El recuerdo más temprano que conservo de dolorosa musealización se remonta a una visita que hice a un tío mío en Núremberg. Me llevó por el hermoso casco viejo de la ciudad, realmente digno de verse. Pero lo que me repugnó, y casi me hizo sufrir con la visita, fueron los letreritos que se habían colocado ante las casas antiguas y los monumentos para informar a los turistas sobre el origen, importancia e historia de cada edificio. Esos letreritos me estropearon mi punto de alegría. Me parecían algo así como ostentosos entrecomillados con los que la ciudad se ponía a sí misma entre paréntesis. 

Pensaba: el que desee saber quién habitó esta casa o a qué finalidad servía, tendría que dejar que se le contasen, lo mismo que yo lo había oído de mi tío, o bien debería leerlo en una guía de la ciudad. Esas casas ya me parecían en gran medida destruidas, antes de que unos años más tarde fueran realmente aniquiladas por las bombas.

 Cristo Pantocrátor, Basílica de Hagia Sophia (Constantinopla)

En una ocasión Proust escribió que prefería ver las catedrales de Francia destruidas a verlas alejadas de su objetivo primordial de servicio a Dios. ¿Consigue la representación museística recrear el pasado? La pregunta también me la hago cuando ha de soportar que me llueva encima la música de las catedrales francesas. Tras la eliminación del canto gregoriano riguroso en el oficio divino, la música gregoriana hay que conservarla enlatada con el peculiar tonillo piadoso que se le endosa. No puedo evitar la sensación de burla reluciente que me produce semejante “virtualización”.

Así veía las cosas de niño sin poder expresarlo. Perfectamente expresado encontré lo que desde muy temprano sentía cuando, a propósito de la redacción de mi libro sobre De Bonald, leí la crítica de Charles Péguy al antimodernismo de los conservadores franceses. Para Péguy las gentes de la Revolución Francesa pertenecían aún a la Francia antigua: creían en la justicia. En efecto, eran hombres que sencillamente creían en algo. Por contraste, Péguy definía el modernismo como “no creer lo que se cree”: funcionalizar, por razones políticas, todas las convicciones básicas (instrumentalizarlas, subordinarlas a esos fines).

Más adelante también se me antojaba modernista Richard Rorty con su rotundo rechazo a algo así como la “verdad”, y con su definición de la ironía como el único objetivo posible que hoy ha de plantearse la educación: una relación irónica con el mundo (no tomarse nada en serio). Poner el “mundo” entre comillas.
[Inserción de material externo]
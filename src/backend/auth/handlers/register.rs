/**
 * Register Handler
 *
 * POST /api/auth/register
 *
 * ```http
 * POST /api/auth/register HTTP/1.1
 * Content-Type: application/json
 *
 * {"name": "Alice", "email": "alice@example.com", "password": "secret1"}
 * ```
 *
 * Responds `201 Created` with an `AuthResponse`. Invalid input is
 * `400 validation_error`, a taken email is `409 conflict`.
 */

use axum::{extract::State, http::StatusCode, response::Json};
use std::sync::Arc;

use crate::backend::auth::credentials::CredentialService;
use crate::backend::auth::handlers::types::{AuthResponse, RegisterRequest};
use crate::backend::error::BackendError;
use crate::backend::middleware::ApiJson;

pub async fn register(
    State(credentials): State<Arc<CredentialService>>,
    ApiJson(request): ApiJson<RegisterRequest>,
) -> Result<(StatusCode, Json<AuthResponse>), BackendError> {
    let (user, token) = credentials
        .register(&request.name, &request.email, &request.password)
        .await?;

    Ok((
        StatusCode::CREATED,
        Json(AuthResponse {
            token,
            user: user.into(),
        }),
    ))
}
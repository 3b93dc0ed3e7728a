/**
 * Get Current User Handler
 *
 * GET /api/auth/me with `Authorization: Bearer <token>`. Returns the user
 * without the password hash; a token for a user that no longer exists is
 * `401`.
 */

use axum::{extract::State, response::Json};
use std::sync::Arc;

use crate::backend::auth::credentials::CredentialService;
use crate::backend::auth::handlers::types::UserResponse;
use crate::backend::error::BackendError;
use crate::backend::middleware::AuthUser;

pub async fn get_me(
    State(credentials): State<Arc<CredentialService>>,
    AuthUser(identity): AuthUser,
) -> Result<Json<UserResponse>, BackendError> {
    let user = credentials.user(identity.user_id).await?;
    Ok(Json(user.into()))
}
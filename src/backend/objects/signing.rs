/**
 * Signed Download URLs
 *
 * A download URL carries the object key, an expiry (unix seconds) and an
 * HMAC-SHA256 over both:
 *
 * ```text
 * {base}/files/download/{key}?expires={unix}&signature={hex}
 * ```
 *
 * The download handler recomputes the MAC, so no URL state is stored.
 */

use chrono::Utc;
use hmac::{Hmac, Mac};
use sha2::Sha256;
use std::time::Duration;
use thiserror::Error;

type HmacSha256 = Hmac<Sha256>;

/// Route prefix the download handler is mounted on
pub const DOWNLOAD_PATH: &str = "/files/download";

#[derive(Debug, Error, PartialEq, Eq)]
pub enum SignatureError {
    #[error("download link expired")]
    Expired,
    #[error("download link signature is invalid")]
    Invalid,
    #[error("signing key rejected")]
    InvalidKey,
}

#[derive(Clone)]
pub struct UrlSigner {
    /// Keyed MAC, cloned for every signature
    keyed: HmacSha256,
    public_base_url: String,
}

impl std::fmt::Debug for UrlSigner {
    fn fmt(&self, f: &mut std::fmt::Formatter<'_>) -> std::fmt::Result {
        f.debug_struct("UrlSigner")
            .field("public_base_url", &self.public_base_url)
            .finish_non_exhaustive()
    }
}

impl UrlSigner {
    pub fn new(key: impl AsRef<[u8]>, public_base_url: &str) -> Result<Self, SignatureError> {
        let keyed = HmacSha256::new_from_slice(key.as_ref()).map_err(|_| SignatureError::InvalidKey)?;
        Ok(Self {
            keyed,
            public_base_url: public_base_url.trim_end_matches('/').to_string(),
        })
    }

    fn mac(&self, key: &str, expires: i64) -> HmacSha256 {
        let mut mac = self.keyed.clone();
        mac.update(key.as_bytes());
        mac.update(b"\n");
        mac.update(expires.to_string().as_bytes());
        mac
    }

    /// Hex signature for `key` valid until `expires`
    pub fn sign(&self, key: &str, expires: i64) -> String {
        hex::encode(self.mac(key, expires).finalize().into_bytes())
    }

    /// Full download URL valid for `ttl` from now
    pub fn signed_url(&self, key: &str, ttl: Duration) -> String {
        let expires = Utc::now().timestamp() + ttl.as_secs() as i64;
        format!(
            "{}{}/{}?expires={}&signature={}",
            self.public_base_url,
            DOWNLOAD_PATH,
            encode_path(key),
            expires,
            self.sign(key, expires)
        )
    }

    /// Check a signature at the current time
    pub fn verify(&self, key: &str, expires: i64, signature: &str) -> Result<(), SignatureError> {
        self.verify_at(key, expires, signature, Utc::now().timestamp())
    }

    pub fn verify_at(&self, key: &str, expires: i64, signature: &str, now: i64) -> Result<(), SignatureError> {
        let provided = hex::decode(signature).map_err(|_| SignatureError::Invalid)?;
        self.mac(key, expires)
            .verify_slice(&provided)
            .map_err(|_| SignatureError::Invalid)?;
        if now > expires {
            return Err(SignatureError::Expired);
        }
        Ok(())
    }
}

/// Percent-encode a key for use as a URL path, keeping `/` separators
pub fn encode_path(key: &str) -> String {
    let mut out = String::with_capacity(key.len());
    for byte in key.bytes() {
        match byte {
            b'A'..=b'Z' | b'a'..=b'z' | b'0'..=b'9' | b'-' | b'_' | b'.' | b'~' | b'/' => out.push(byte as char),
            _ => out.push_str(&format!("%{:02X}", byte)),
        }
    }
    out
}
Consecuencia de esto es lo que el Papa (emérito) Benedicto  XVI ha denominado “dictadura del relativismo”.

En nuestro país [Alemania] ha penetrado de forma inconsciente una mala costumbre, ostensible en todos aquellos que a sí mismos se tienen por intelectuales: un uso inflacionario de la expresión “por así decirlo” (sozusagen) por parte de la inmensa mayoría de las personas llamadas “cultas”. Precisamente también entre los filósofos la extensión de este uso lingüístico ha llegado a ser grotesca. Ha alcanzado a los medios de comunicación, e incluso ha penetrado entre las vendedoras de las tiendas y comercios. Este uso tampoco se inhibe de poner la prudente cláusula (de relatividad) a cualquier afirmación que haya de proferirse. Si a lo largo de tres frases no ha salido aún a relucir el palabro, entonces uno ya no puede contenerse y se hace preciso mascullar algo parecido a: “está lloviendo, por así decirlo”.
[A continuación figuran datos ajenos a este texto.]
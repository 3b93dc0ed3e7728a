//! Authentication Handlers Module
//!
//! # Module Structure
//!
//! ```text
//! handlers/
//! ├── mod.rs       - Module exports
//! ├── types.rs     - Request and response types
//! ├── register.rs  - User registration handler
//! ├── login.rs     - User authentication handler
//! └── me.rs        - Get current user handler
//! ```
//!
//! # Handlers
//!
//! - **`register`** - POST /api/auth/register
//! - **`login`** - POST /api/auth/login
//! - **`get_me`** - GET /api/auth/me

/// Request and response types
pub mod types;

/// Register handler
pub mod register;

/// Login handler
pub mod login;

/// Get current user handler
pub mod me;

pub use login::login;
pub use me::get_me;
pub use register::register;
Nota de la Redacción: El texto está tomado de Spaemann, R., Sobre Dios y el mundo. Una autobriografía dialogada, trad. de José María Barrio Mestre y Ricardo Barrio Moreno, Madrid, Ediciones Palabra,  2014, pp. 27-33. En el proceso de edición se han castellanizado algunos nombres propios y denominaciones geográficas que en el original figuraban en alemán.